One way to compute the average of a sliding window across a list in Python is to use a list comprehension. You can use

>>> range(0, len(data), 2)
[0, 2, 4, 6, 8]

to get the starting indices of each window, and then numpy's mean function to take the average of each window. See the demo below:

>>> import numpy as np
>>> window_size = 4
>>> stride = 2
>>> window_avg = [ np.mean(data[i:i+window_size]) for i in range(0, len(data), stride)
                   if i+window_size <= len(data) ]
>>> window_avg
[2.5, 4.5, 6.5, 8.5]

Note that the list comprehension does have a condition to ensure that it only computes the average of "full windows", or sublists with exactly window_size elements.

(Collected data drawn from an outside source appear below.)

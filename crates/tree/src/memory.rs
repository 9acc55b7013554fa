use crate::error::{Result, TreeError};
use crate::value::Value;
use serde::{Deserialize, Serialize};
use std::collections::HashMap;

/// Identifier of a memory pool in the traced process
pub type PoolId = u32;

#[derive(Debug, Clone, Copy, Default, PartialEq, Eq, Hash, Serialize, Deserialize)]
#[serde(rename_all = "snake_case")]
pub enum Endian {
    #[default]
    Little,
    Big,
}

/// How the traced process laid out its memory
#[derive(Debug, Clone, Copy, PartialEq, Eq, Hash, Serialize, Deserialize)]
pub struct MemoryLayout {
    pub pointer_size: u32,
    #[serde(default)]
    pub endian: Endian,
}

impl Default for MemoryLayout {
    fn default() -> Self {
        Self {
            pointer_size: 8,
            endian: Endian::Little,
        }
    }
}

/// Element type of a pointer or memory-backed sequence
#[derive(Debug, Clone, Copy, PartialEq, Eq, Hash, Serialize, Deserialize)]
#[serde(rename_all = "snake_case")]
pub enum ElementType {
    U8,
    I8,
    U16,
    I16,
    U32,
    I32,
    U64,
    I64,
    F32,
    F64,
    Bool,
    Pointer,
}

impl ElementType {
    /// Size in bytes of one element under `layout`.
    pub fn size(self, layout: &MemoryLayout) -> u64 {
        match self {
            Self::U8 | Self::I8 | Self::Bool => 1,
            Self::U16 | Self::I16 => 2,
            Self::U32 | Self::I32 | Self::F32 => 4,
            Self::U64 | Self::I64 | Self::F64 => 8,
            Self::Pointer => u64::from(layout.pointer_size),
        }
    }
}

/// Typed pointer into traced memory
#[derive(Debug, Clone, Copy, PartialEq, Eq, Hash, Serialize, Deserialize)]
pub struct MemoryPointer {
    pub pool: PoolId,
    pub address: u64,
    pub element: ElementType,
}

/// Contiguous run of `count` elements living in traced memory.
///
/// Nothing is read until an element is loaded through a [`MemoryReader`].
#[derive(Debug, Clone, Copy, PartialEq, Eq, Hash, Serialize, Deserialize)]
pub struct MemorySlice {
    pub pool: PoolId,
    pub base: u64,
    pub count: u64,
    pub element: ElementType,
}

impl MemorySlice {
    /// Pointer to the `i`th element.
    pub fn index(&self, i: u64, layout: &MemoryLayout) -> MemoryPointer {
        MemoryPointer {
            pool: self.pool,
            address: self
                .base
                .wrapping_add(i.wrapping_mul(self.element.size(layout))),
            element: self.element,
        }
    }

    /// Elements `[start, end)` of this slice.
    pub fn slice(&self, start: u64, end: u64, layout: &MemoryLayout) -> MemorySlice {
        let end = end.min(self.count);
        let start = start.min(end);
        MemorySlice {
            pool: self.pool,
            base: self.index(start, layout).address,
            count: end - start,
            element: self.element,
        }
    }
}

/// Reads single elements out of traced memory
pub trait MemoryReader: Send + Sync {
    fn load(&self, pointer: &MemoryPointer, layout: &MemoryLayout) -> Result<Value>;
}

#[derive(Debug, Clone)]
struct Region {
    base: u64,
    bytes: Vec<u8>,
}

impl Region {
    fn read(&self, address: u64, len: u64) -> Option<&[u8]> {
        let offset = usize::try_from(address.checked_sub(self.base)?).ok()?;
        let len = usize::try_from(len).ok()?;
        self.bytes.get(offset..offset.checked_add(len)?)
    }
}

/// Memory reader backed by byte regions kept in process, one list per pool
#[derive(Debug, Clone, Default)]
pub struct PoolMemory {
    pools: HashMap<PoolId, Vec<Region>>,
}

impl PoolMemory {
    pub fn new() -> Self {
        Self::default()
    }

    /// Record `bytes` as the content of `pool` starting at `base`.
    pub fn write(&mut self, pool: PoolId, base: u64, bytes: Vec<u8>) {
        self.pools
            .entry(pool)
            .or_default()
            .push(Region { base, bytes });
    }

    fn read(&self, pool: PoolId, address: u64, len: u64) -> Option<&[u8]> {
        // Later writes shadow earlier ones.
        self.pools
            .get(&pool)?
            .iter()
            .rev()
            .find_map(|region| region.read(address, len))
    }
}

impl MemoryReader for PoolMemory {
    fn load(&self, pointer: &MemoryPointer, layout: &MemoryLayout) -> Result<Value> {
        let size = pointer.element.size(layout);
        let bytes = self
            .read(pointer.pool, pointer.address, size)
            .ok_or_else(|| {
                TreeError::memory_load(format!(
                    "{size} bytes at 0x{:x} in pool {} are not observed",
                    pointer.address, pointer.pool
                ))
            })?;
        decode(bytes, pointer, layout)
    }
}

fn decode(bytes: &[u8], pointer: &MemoryPointer, layout: &MemoryLayout) -> Result<Value> {
    if bytes.len() > 8 {
        return Err(TreeError::memory_load(format!(
            "element of {} bytes at 0x{:x} is wider than 64 bits",
            bytes.len(),
            pointer.address
        )));
    }
    let raw = read_uint(bytes, layout.endian);
    #[allow(clippy::cast_possible_wrap, clippy::cast_possible_truncation)]
    let value = match pointer.element {
        ElementType::U8 | ElementType::U16 | ElementType::U32 | ElementType::U64 => {
            Value::Uint(raw)
        }
        ElementType::I8 => Value::Int(i64::from(raw as u8 as i8)),
        ElementType::I16 => Value::Int(i64::from(raw as u16 as i16)),
        ElementType::I32 => Value::Int(i64::from(raw as u32 as i32)),
        ElementType::I64 => Value::Int(raw as i64),
        ElementType::F32 => Value::Float(f64::from(f32::from_bits(raw as u32))),
        ElementType::F64 => Value::Float(f64::from_bits(raw)),
        ElementType::Bool => Value::Bool(raw != 0),
        ElementType::Pointer => Value::Pointer(MemoryPointer {
            pool: pointer.pool,
            address: raw,
            element: ElementType::U8,
        }),
    };
    Ok(value)
}

fn read_uint(bytes: &[u8], endian: Endian) -> u64 {
    let fold = |acc: u64, b: &u8| (acc << 8) | u64::from(*b);
    match endian {
        Endian::Big => bytes.iter().take(8).fold(0, fold),
        Endian::Little => bytes.iter().take(8).rev().fold(0, fold),
    }
}
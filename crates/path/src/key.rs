use serde::{Deserialize, Serialize};
use std::fmt;
use std::sync::Arc;

/// Key of a keyed-map entry.
///
/// The derived ordering is total: keys compare by variant first
/// (`Bool < Int < Uint < Text`) and then by value, so maps with mixed key
/// kinds still sort the same way every time. Serialized externally tagged
/// (`{"uint": 5}`) so the kind survives a round-trip.
#[derive(Debug, Clone, PartialEq, Eq, PartialOrd, Ord, Hash, Serialize, Deserialize)]
#[serde(rename_all = "snake_case")]
pub enum MapKey {
    Bool(bool),
    Int(i64),
    Uint(u64),
    Text(Arc<str>),
}

impl MapKey {
    fn write_segment(&self, f: &mut fmt::Formatter<'_>) -> fmt::Result {
        match self {
            Self::Text(text) => write!(f, "[{text:?}]"),
            other => write!(f, "[{other}]"),
        }
    }
}

impl fmt::Display for MapKey {
    fn fmt(&self, f: &mut fmt::Formatter<'_>) -> fmt::Result {
        match self {
            Self::Bool(v) => write!(f, "{v}"),
            Self::Int(v) => write!(f, "{v}"),
            Self::Uint(v) => write!(f, "{v}"),
            Self::Text(v) => f.write_str(v),
        }
    }
}

impl From<&str> for MapKey {
    fn from(value: &str) -> Self {
        Self::Text(Arc::from(value))
    }
}

impl From<String> for MapKey {
    fn from(value: String) -> Self {
        Self::Text(Arc::from(value))
    }
}

impl From<bool> for MapKey {
    fn from(value: bool) -> Self {
        Self::Bool(value)
    }
}

impl From<i64> for MapKey {
    fn from(value: i64) -> Self {
        Self::Int(value)
    }
}

impl From<i32> for MapKey {
    fn from(value: i32) -> Self {
        Self::Int(i64::from(value))
    }
}

impl From<u64> for MapKey {
    fn from(value: u64) -> Self {
        Self::Uint(value)
    }
}

impl From<u32> for MapKey {
    fn from(value: u32) -> Self {
        Self::Uint(u64::from(value))
    }
}

pub(crate) struct KeySegment<'a>(pub(crate) &'a MapKey);

impl fmt::Display for KeySegment<'_> {
    fn fmt(&self, f: &mut fmt::Formatter<'_>) -> fmt::Result {
        self.0.write_segment(f)
    }
}

#[cfg(test)]
mod tests {
    use super::*;

    #[test]
    fn mixed_keys_sort_by_kind_then_value() {
        let mut keys = vec![
            MapKey::from("b"),
            MapKey::from(7u64),
            MapKey::from(-1i64),
            MapKey::from(true),
            MapKey::from("a"),
            MapKey::from(3i64),
            MapKey::from(false),
        ];
        keys.sort();
        assert_eq!(
            keys,
            vec![
                MapKey::from(false),
                MapKey::from(true),
                MapKey::from(-1i64),
                MapKey::from(3i64),
                MapKey::from(7u64),
                MapKey::from("a"),
                MapKey::from("b"),
            ]
        );
    }

    #[test]
    fn serialized_keys_keep_their_kind() {
        let keys = vec![
            MapKey::from(5u64),
            MapKey::from(5i64),
            MapKey::from(true),
            MapKey::from("5"),
        ];
        let json = serde_json::to_string(&keys).unwrap();
        assert_eq!(json, r#"[{"uint":5},{"int":5},{"bool":true},{"text":"5"}]"#);

        let back: Vec<MapKey> = serde_json::from_str(&json).unwrap();
        assert_eq!(back, keys);
        assert_eq!(back[0], MapKey::Uint(5));
    }

    #[test]
    fn text_segments_are_quoted() {
        assert_eq!(KeySegment(&MapKey::from("x y")).to_string(), r#"["x y"]"#);
        assert_eq!(KeySegment(&MapKey::from(5u32)).to_string(), "[5]");
        assert_eq!(MapKey::from("x y").to_string(), "x y");
    }
}
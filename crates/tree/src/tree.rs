use crate::constants::{ApiId, ConstantRegistry};
use crate::error::{Result, TreeError};
use crate::node::{BuildContext, Node, NodeDescriptor};
use crate::snapshot::Snapshot;
use crate::subgroup::GroupLimit;
use serde::{Deserialize, Serialize};
use sha2::{Digest, Sha256};
use stateview_path::Path;
use std::fmt;
use std::sync::Arc;

/// Content-derived identifier of a state tree
#[derive(Debug, Clone, PartialEq, Eq, Hash, PartialOrd, Ord, Serialize, Deserialize)]
#[serde(transparent)]
pub struct TreeId(String);

impl TreeId {
    /// SHA-256 of the canonical request key, as lowercase hex.
    pub fn fingerprint(key: &str) -> Self {
        let mut hasher = Sha256::new();
        hasher.update(key.as_bytes());
        let digest = hasher.finalize();
        Self(digest.iter().map(|b| format!("{b:02x}")).collect())
    }

    pub fn as_str(&self) -> &str {
        &self.0
    }

    /// Abbreviated form for logs.
    pub fn short(&self) -> &str {
        self.0.get(..12).unwrap_or(&self.0)
    }
}

impl fmt::Display for TreeId {
    fn fmt(&self, f: &mut fmt::Formatter<'_>) -> fmt::Result {
        f.write_str(&self.0)
    }
}

impl From<String> for TreeId {
    fn from(value: String) -> Self {
        Self(value)
    }
}

/// A node of a tree, addressed by child indices from the root
#[derive(Debug, Clone, PartialEq, Eq, Hash, Serialize, Deserialize)]
pub struct NodePath {
    pub tree: TreeId,
    #[serde(default)]
    pub indices: Vec<u64>,
}

impl NodePath {
    pub fn new(tree: TreeId, indices: Vec<u64>) -> Self {
        Self { tree, indices }
    }

    pub fn root(tree: TreeId) -> Self {
        Self::new(tree, Vec::new())
    }

    #[must_use]
    pub fn child(&self, index: u64) -> Self {
        let mut indices = self.indices.clone();
        indices.push(index);
        Self::new(self.tree.clone(), indices)
    }
}

impl fmt::Display for NodePath {
    fn fmt(&self, f: &mut fmt::Formatter<'_>) -> fmt::Result {
        f.write_str("root")?;
        for idx in &self.indices {
            write!(f, "/{idx}")?;
        }
        Ok(())
    }
}

/// Lazily built tree over one snapshot.
///
/// Only nodes change after construction, and only by building their
/// children once.
pub struct StateTree {
    id: TreeId,
    root: Node,
    ctx: BuildContext,
}

impl StateTree {
    pub fn new(
        id: TreeId,
        snapshot: Snapshot,
        root_path: Path,
        constants: Arc<dyn ConstantRegistry>,
        group_limit: GroupLimit,
    ) -> Self {
        let root = Node::new("root", &snapshot.root, root_path);
        Self {
            id,
            root,
            ctx: BuildContext {
                api: snapshot.api,
                layout: snapshot.layout,
                memory: snapshot.memory,
                constants,
                group_limit,
            },
        }
    }

    pub fn id(&self) -> &TreeId {
        &self.id
    }

    pub fn root(&self) -> &Node {
        &self.root
    }

    pub fn api(&self) -> &ApiId {
        &self.ctx.api
    }

    pub fn group_limit(&self) -> GroupLimit {
        self.ctx.group_limit
    }

    pub(crate) fn context(&self) -> &BuildContext {
        &self.ctx
    }

    /// Walk `indices` from the root, building children along the way.
    ///
    /// The first index past its node's child count fails with
    /// [`TreeError::IndexOutOfBounds`] naming the indexed node; any build
    /// failure aborts the walk unchanged.
    pub fn node(&self, indices: &[u64]) -> Result<&Node> {
        let mut node = &self.root;
        for (depth, &index) in indices.iter().enumerate() {
            let children = node.children(self)?;
            node = usize::try_from(index)
                .ok()
                .and_then(|i| children.get(i))
                .ok_or_else(|| TreeError::IndexOutOfBounds {
                    index,
                    count: u64::try_from(children.len()).unwrap_or(u64::MAX),
                    at: NodePath::new(self.id.clone(), indices[..depth].to_vec()),
                })?;
        }
        Ok(node)
    }

    /// Descriptor of the node at `indices`.
    pub fn node_at(&self, indices: &[u64]) -> Result<NodeDescriptor> {
        self.node(indices)?.describe(self)
    }

    /// Children of the node at `indices`, built with this tree's layout,
    /// memory and group limit.
    pub fn children(&self, indices: &[u64]) -> Result<&[Node]> {
        self.node(indices)?.children(self)
    }

    /// Descriptor of a node of this tree, as returned by [`node`](Self::node)
    /// or [`children`](Self::children).
    pub fn describe(&self, node: &Node) -> Result<NodeDescriptor> {
        node.describe(self)
    }
}

impl fmt::Debug for StateTree {
    fn fmt(&self, f: &mut fmt::Formatter<'_>) -> fmt::Result {
        f.debug_struct("StateTree")
            .field("id", &self.id)
            .field("api", &self.ctx.api)
            .field("group_limit", &self.ctx.group_limit)
            .field("root", &self.root)
            .finish_non_exhaustive()
    }
}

When run on a dataset of the size discussed in the OP, this method computes on my MBA in a little over 200 ms:

In [5]: window_size = 450
In [6]: data = range(70000)
In [7]: stride = 30
In [8]: timeit [ np.mean(data[i:i+window_size]) for i in range(0, len(data), stride)
                 if i+window_size <= len(data) ]
1 loops, best of 3: 220 ms per loop

It is about twice as fast on my machine to the itertools approach presented by @Abhijit:

In [9]: timeit map(np.mean, izip(*(islice(it, i, None, stride) for i, it in enumerate(tee(data, window_size)))))
1 loops, best of 3: 436 ms per loop

Question 2

The following approach uses itertools at its fullest to create moving average window of size 4. As then entire expression is a generator which is evaluated when calculating the average, it has a complexity of O(n).

>>> import numpy as np
>>> from itertools import count, tee, izip, islice
>>> map(np.mean, izip(*(islice(it,i,None,2)
                      for i, it in enumerate(tee(data, 4)))))
[2.5, 4.5, 6.5, 8.5]

Its interesting to note, how individual itertools function works in accord.

itertools.tee n-plicates an iterator, in this case 4 times
enumerate creates an enumerator object which yield a tuple of index and element (which is the iterator)
slice the iterator with stride 2, starting from the index position.